Extracted material =
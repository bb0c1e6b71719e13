//! Mock tasks and collaborators for task processor tests

use std::collections::HashMap;
use std::path::{Path, PathBuf};
use std::sync::atomic::{AtomicUsize, Ordering};
use std::sync::{Arc, Mutex};
use std::time::Duration;

use async_trait::async_trait;
use hearth_task_processor::{
    CancellationToken, ChangeListener, ContentStore, ObjectId, OnlineService, Task, TaskError,
    TaskKind, TaskOutcome, TaskResult,
};

/// Shared log of task side effects, in execution order
#[derive(Clone, Default)]
pub struct ExecutionLog {
    entries: Arc<Mutex<Vec<String>>>,
}

impl ExecutionLog {
    pub fn new() -> Self {
        Self::default()
    }

    pub fn push(&self, label: impl Into<String>) {
        self.entries.lock().unwrap().push(label.into());
    }

    pub fn entries(&self) -> Vec<String> {
        self.entries.lock().unwrap().clone()
    }

    pub fn contains(&self, label: &str) -> bool {
        self.entries.lock().unwrap().iter().any(|e| e == label)
    }
}

/// Task that appends its label to an [`ExecutionLog`] unless cancelled
pub struct RecordingTask {
    pub label: String,
    pub log: ExecutionLog,
    pub delay: Duration,
    pub cancellable: bool,
}

impl RecordingTask {
    pub fn new(label: impl Into<String>, log: &ExecutionLog) -> Self {
        Self {
            label: label.into(),
            log: log.clone(),
            delay: Duration::ZERO,
            cancellable: true,
        }
    }

    pub fn with_delay(mut self, delay: Duration) -> Self {
        self.delay = delay;
        self
    }

    pub fn non_cancellable(mut self) -> Self {
        self.cancellable = false;
        self
    }
}

#[async_trait]
impl Task for RecordingTask {
    fn kind(&self) -> TaskKind {
        TaskKind::Generic
    }

    fn description(&self) -> String {
        format!("record {}", self.label)
    }

    fn is_cancellable(&self) -> bool {
        self.cancellable
    }

    async fn run(&self, token: &CancellationToken) -> TaskResult<TaskOutcome> {
        if token.is_cancelled() {
            return Ok(TaskOutcome::Cancelled);
        }
        if !self.delay.is_zero() {
            tokio::time::sleep(self.delay).await;
        }
        self.log.push(self.label.clone());
        Ok(TaskOutcome::Completed)
    }
}

/// Task that tracks how many tasks run at the same time
pub struct ConcurrencyTracker {
    pub running: Arc<AtomicUsize>,
    pub max_seen: Arc<AtomicUsize>,
}

#[async_trait]
impl Task for ConcurrencyTracker {
    fn kind(&self) -> TaskKind {
        TaskKind::Generic
    }

    fn description(&self) -> String {
        "concurrency check".to_string()
    }

    async fn run(&self, _token: &CancellationToken) -> TaskResult<TaskOutcome> {
        let now = self.running.fetch_add(1, Ordering::SeqCst) + 1;
        self.max_seen.fetch_max(now, Ordering::SeqCst);
        tokio::time::sleep(Duration::from_millis(2)).await;
        self.running.fetch_sub(1, Ordering::SeqCst);
        Ok(TaskOutcome::Completed)
    }
}

/// Task that always fails
pub struct FailingTask;

#[async_trait]
impl Task for FailingTask {
    fn kind(&self) -> TaskKind {
        TaskKind::Generic
    }

    fn description(&self) -> String {
        "always fails".to_string()
    }

    async fn run(&self, _token: &CancellationToken) -> TaskResult<TaskOutcome> {
        Err(TaskError::storage("disk full"))
    }
}

/// Task that panics
pub struct PanickingTask;

#[async_trait]
impl Task for PanickingTask {
    fn kind(&self) -> TaskKind {
        TaskKind::Generic
    }

    fn description(&self) -> String {
        "panics".to_string()
    }

    async fn run(&self, _token: &CancellationToken) -> TaskResult<TaskOutcome> {
        panic!("task exploded");
    }
}

/// Content store that assigns one container id per parent directory
#[derive(Default)]
pub struct MemoryStore {
    known: Mutex<Vec<PathBuf>>,
    containers: Mutex<HashMap<PathBuf, ObjectId>>,
    fail_on: Option<String>,
}

impl MemoryStore {
    pub fn new() -> Self {
        Self::default()
    }

    /// Fail for any path whose file name equals `name`
    pub fn failing_on(name: &str) -> Self {
        Self {
            fail_on: Some(name.to_string()),
            ..Self::default()
        }
    }

    pub fn files(&self) -> Vec<PathBuf> {
        let mut files = self.known.lock().unwrap().clone();
        files.sort();
        files
    }

    pub fn container_of(&self, dir: &Path) -> Option<ObjectId> {
        self.containers.lock().unwrap().get(dir).copied()
    }
}

#[async_trait]
impl ContentStore for MemoryStore {
    async fn add_file(&self, path: &Path) -> TaskResult<Option<ObjectId>> {
        let name = path.file_name().and_then(|n| n.to_str()).unwrap_or_default();
        if self.fail_on.as_deref() == Some(name) {
            return Err(TaskError::storage(format!("cannot store {}", name)));
        }

        let mut known = self.known.lock().unwrap();
        if known.iter().any(|p| p == path) {
            return Ok(None);
        }
        known.push(path.to_path_buf());

        let parent = path.parent().unwrap_or(Path::new("/")).to_path_buf();
        let mut containers = self.containers.lock().unwrap();
        let next = containers.len() as ObjectId + 1;
        Ok(Some(*containers.entry(parent).or_insert(next)))
    }
}

/// Change listener that records every notification
#[derive(Default)]
pub struct RecordingListener {
    calls: Mutex<Vec<Vec<ObjectId>>>,
}

impl RecordingListener {
    pub fn new() -> Self {
        Self::default()
    }

    pub fn calls(&self) -> Vec<Vec<ObjectId>> {
        self.calls.lock().unwrap().clone()
    }
}

impl ChangeListener for RecordingListener {
    fn container_changed(&self, ids: &[ObjectId]) {
        self.calls.lock().unwrap().push(ids.to_vec());
    }
}

/// Online service returning canned results
pub struct MockOnlineService {
    pub name: String,
    pub result: Mutex<Option<TaskResult<Vec<ObjectId>>>>,
    pub calls: AtomicUsize,
    pub interval: Option<Duration>,
}

impl MockOnlineService {
    pub fn returning(name: &str, changed: Vec<ObjectId>) -> Self {
        Self {
            name: name.to_string(),
            result: Mutex::new(Some(Ok(changed))),
            calls: AtomicUsize::new(0),
            interval: None,
        }
    }

    pub fn failing(name: &str, message: &str) -> Self {
        Self {
            name: name.to_string(),
            result: Mutex::new(Some(Err(TaskError::online_service(name, message)))),
            calls: AtomicUsize::new(0),
            interval: None,
        }
    }

    /// Ask to be refreshed every `interval`
    pub fn every(mut self, interval: Duration) -> Self {
        self.interval = Some(interval);
        self
    }

    pub fn calls(&self) -> usize {
        self.calls.load(Ordering::SeqCst)
    }
}

#[async_trait]
impl OnlineService for MockOnlineService {
    fn name(&self) -> &str {
        &self.name
    }

    fn refresh_interval(&self) -> Option<Duration> {
        self.interval
    }

    async fn refresh(&self, _token: &CancellationToken) -> TaskResult<Vec<ObjectId>> {
        self.calls.fetch_add(1, Ordering::SeqCst);
        self.result
            .lock()
            .unwrap()
            .take()
            .unwrap_or_else(|| Ok(Vec::new()))
    }
}

/// Task that holds the worker until its sender fires or is dropped
pub struct GateTask {
    release: Mutex<Option<tokio::sync::oneshot::Receiver<()>>>,
}

impl GateTask {
    pub fn new() -> (Self, tokio::sync::oneshot::Sender<()>) {
        let (tx, rx) = tokio::sync::oneshot::channel();
        (
            Self {
                release: Mutex::new(Some(rx)),
            },
            tx,
        )
    }
}

#[async_trait]
impl Task for GateTask {
    fn kind(&self) -> TaskKind {
        TaskKind::Generic
    }

    fn description(&self) -> String {
        "gate".to_string()
    }

    async fn run(&self, _token: &CancellationToken) -> TaskResult<TaskOutcome> {
        let release = self.release.lock().unwrap().take();
        if let Some(release) = release {
            let _ = release.await;
        }
        Ok(TaskOutcome::Completed)
    }
}
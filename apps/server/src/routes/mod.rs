//! HTTP route handlers for the Hearth web UI
//!
//! - Health checks
//! - Login and logout
//! - UI change polling
//! - Background task control

pub mod auth;
pub mod health;
pub mod tasks;
pub mod ui;

pub use auth::auth_router;
pub use health::health_router;
pub use tasks::tasks_router;
pub use ui::updates_router;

Work to be completed =
Across the records above, how many lines contain the word "Ordering"? Please give that number alone.

Expected answer =
6